I wouldn’t see a problem with this if your relationship was generally good and you knew he prioritised you and the relationship.

However he seemingly isn’t doing that.

I wouldn’t raise it or react while he is away. Let him take his break and you take yours next week, let it breathe and see what happens. If he does then seem to want to reconnect I would suggest a frank conversation about how you are feeling and a check on whether what you are wanting from the relationship is aligned or not.

MermaidEyes · 27/06/2024 22:52

I agree that it sounds like it's over. He's keeping you hanging for the occasional night out/someone to chat to/sex/whatever, but you're not a priority and i honestly don't think he's envisioning a long term future with you.
Hold your head high and walk away.

BananaLambo · 27/06/2024 22:54

In your shoes I’d send a message. ‘Hi Bob, the last few days have given me a chance to reflect. I think our relationship has reached the end of the road. We’ve had many great times with you but it’s time to move on. All the best for the future.’ And then block.

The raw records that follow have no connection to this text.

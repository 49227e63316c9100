//! Frame pacing.

use std::time::{Duration, Instant};

/// Decides how long to wait before the next capture.
pub trait CaptureScheduler: Send {
    fn begin_capture(&mut self);
    fn end_capture(&mut self);
    fn next_capture_delay(&self) -> Duration;
}

/// Keeps a fixed capture rate: the delay is the target interval minus the
/// time the last capture took, never negative.
#[derive(Debug)]
pub struct FixedRateScheduler {
    interval: Duration,
    begin: Option<Instant>,
    last_duration: Duration,
}

impl FixedRateScheduler {
    pub fn new(interval: Duration) -> Self {
        Self {
            interval,
            begin: None,
            last_duration: Duration::ZERO,
        }
    }

    pub fn interval(&self) -> Duration {
        self.interval
    }
}

impl CaptureScheduler for FixedRateScheduler {
    fn begin_capture(&mut self) {
        self.begin = Some(Instant::now());
    }

    fn end_capture(&mut self) {
        if let Some(begin) = self.begin.take() {
            self.last_duration = begin.elapsed();
        }
    }

    fn next_capture_delay(&self) -> Duration {
        self.interval.saturating_sub(self.last_duration)
    }
}

#[cfg(test)]
mod tests {
    use super::*;

    #[test]
    fn delay_is_interval_before_first_capture() {
        let scheduler = FixedRateScheduler::new(Duration::from_millis(40));
        assert_eq!(scheduler.next_capture_delay(), Duration::from_millis(40));
    }

    #[test]
    fn capture_time_is_subtracted() {
        let mut scheduler = FixedRateScheduler::new(Duration::from_millis(500));
        scheduler.begin_capture();
        std::thread::sleep(Duration::from_millis(20));
        scheduler.end_capture();

        let delay = scheduler.next_capture_delay();
        assert!(delay <= Duration::from_millis(480));
    }

    #[test]
    fn slow_capture_means_no_delay() {
        let mut scheduler = FixedRateScheduler::new(Duration::from_millis(1));
        scheduler.begin_capture();
        std::thread::sleep(Duration::from_millis(5));
        scheduler.end_capture();
        assert_eq!(scheduler.next_capture_delay(), Duration::ZERO);
    }

    #[test]
    fn end_without_begin_is_ignored() {
        let mut scheduler = FixedRateScheduler::new(Duration::from_millis(10));
        scheduler.end_capture();
        assert_eq!(scheduler.next_capture_delay(), Duration::from_millis(10));
    }
}
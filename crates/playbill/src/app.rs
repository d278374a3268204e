use std::time::Duration;

use axum::{
    http::{header, Method, StatusCode},
    routing::{get, post},
    Router,
};
use tower_http::{
    cors::{Any, CorsLayer},
    timeout::TimeoutLayer,
    trace::TraceLayer,
};

use crate::{
    handlers::{
        content::{
            add_genres, create_content, delete_content, filter_contents, get_content,
            list_contents, remove_genres, update_content,
        },
        health::livez,
    },
    state::AppState,
};

/// Create the application router with all routes and middleware.
pub fn create_app(state: AppState) -> Router {
    // CORS configuration for API endpoints
    let cors = CorsLayer::new()
        .allow_origin(Any)
        .allow_methods([
            Method::GET,
            Method::POST,
            Method::PATCH,
            Method::DELETE,
        ])
        .allow_headers([header::CONTENT_TYPE]);

    let content_routes = Router::new()
        .route("/content", get(list_contents).post(create_content))
        .route("/content/filter", get(filter_contents))
        .route(
            "/content/{id}",
            get(get_content)
                .patch(update_content)
                .delete(delete_content),
        )
        .route("/content/{id}/genre", post(add_genres).delete(remove_genres))
        .layer(cors);

    Router::new()
        .route("/livez", get(livez))
        .merge(content_routes)
        .layer(TraceLayer::new_for_http())
        .layer(TimeoutLayer::with_status_code(
            StatusCode::REQUEST_TIMEOUT,
            Duration::from_secs(10),
        ))
        .with_state(state)
}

Vladthecat · 27/06/2024 22:55

Madnessinblue · 27/06/2024 22:44

Yes this is the feeling I have been having recently. He doesn’t make much effort to see me and if he does it’s all a real hassle for him as he is so busy.
I definitely don’t feel like a priority to him.

Take the power back OP and get rid of him. Find someone who wants to spend time with you.

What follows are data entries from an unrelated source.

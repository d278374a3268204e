mod app;
mod cache;
mod config;
mod handlers;
mod mock_data;
mod models;
mod service;
mod state;
mod storage;

use anyhow::Result;
use clap::Parser;
use listenfd::ListenFd;
use tokio::{net::TcpListener, signal};
use tracing_subscriber::{layer::SubscriberExt, util::SubscriberInitExt};

use crate::{app::create_app, config::Config, state::AppState};

/// Playbill - media content catalog service
#[derive(Parser, Debug)]
#[command(name = "playbill")]
#[command(version, about, long_about = None)]
struct Cli {
    /// Host address to bind the server to
    #[arg(long, short = 'H', default_value = "0.0.0.0", env = "HOST")]
    host: String,

    /// Port to listen on
    #[arg(long, short, default_value = "3000", env = "PORT")]
    port: u16,

    /// Seed the store with demo contents when it is empty
    #[arg(long, env = "SEED_DEMO_DATA")]
    seed: bool,
}

#[tokio::main]
async fn main() -> Result<()> {
    let cli = Cli::parse();

    // Initialize tracing subscriber
    tracing_subscriber::registry()
        .with(
            tracing_subscriber::EnvFilter::try_from_default_env()
                .unwrap_or_else(|_| "playbill=debug,tower_http=debug".into()),
        )
        .with(tracing_subscriber::fmt::layer())
        .init();

    let config = Config::from_env();

    // Create application state (storage backend + cache + catalog service)
    let state = AppState::new(&config).await?;

    if cli.seed {
        let contents = mock_data::sample_contents(chrono::Utc::now());
        state.seed_if_empty(contents).await?;
    }

    // Build the application router
    let app = create_app(state);

    // Auto-reload support via listenfd
    let mut listenfd = ListenFd::from_env();
    let listener = match listenfd.take_tcp_listener(0)? {
        // If we are given a tcp listener on listen fd 0, use that one
        Some(listener) => {
            listener.set_nonblocking(true)?;
            TcpListener::from_std(listener)?
        }
        // Otherwise fall back to CLI-specified host:port
        None => {
            let addr = format!("{}:{}", cli.host, cli.port);
            TcpListener::bind(&addr).await?
        }
    };

    tracing::info!("listening on {}", listener.local_addr()?);

    // Run the server with graceful shutdown
    axum::serve(listener, app)
        .with_graceful_shutdown(shutdown_signal())
        .await?;

    tracing::info!("Server stopped");
    Ok(())
}

/// Wait for shutdown signals (Ctrl+C or SIGTERM).
async fn shutdown_signal() {
    let ctrl_c = async {
        signal::ctrl_c()
            .await
            .expect("failed to install Ctrl+C handler");
    };

    #[cfg(unix)]
    let terminate = async {
        signal::unix::signal(signal::unix::SignalKind::terminate())
            .expect("failed to install signal handler")
            .recv()
            .await;
    };

    #[cfg(not(unix))]
    let terminate = std::future::pending::<()>();

    tokio::select! {
        _ = ctrl_c => {
            tracing::info!("Received Ctrl+C, shutting down...");
        }
        _ = terminate => {
            tracing::info!("Received SIGTERM, shutting down...");
        }
    }
}
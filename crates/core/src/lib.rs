//! Core domain library for the playbill catalog service.
//!
//! Pure types, pure functions, and the trait seams the service binary
//! implements: the [`catalog`] domain model, the [`storage`] repository
//! contract, and the [`cache`] contract. No I/O happens in this crate.

pub mod cache;
pub mod catalog;
pub mod storage;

MamaGarl85 · 27/06/2024 22:56

I think he is making it quite clear you are not high on his list of priorities

Eenymeanymineymo · 27/06/2024 22:58

Don't make someone a priority in your life if you aren't a priority in theirs. I know it's easy for me to say but you need to get rid. It won't get any better, and over time probably worse.

Mumtobabyhavoc · 27/06/2024 23:01

Madnessinblue · 27/06/2024 22:52

He claims he loves me and wants to make it work and that he’s just overwhelmed with work and responsibilities. But I just don’t buy it anymore. All we ever do when we actually see each other is take a walk and watch tv due to money. Now he’s eating at some of the finest places and partying without me.

I think that tells you everything you need to know.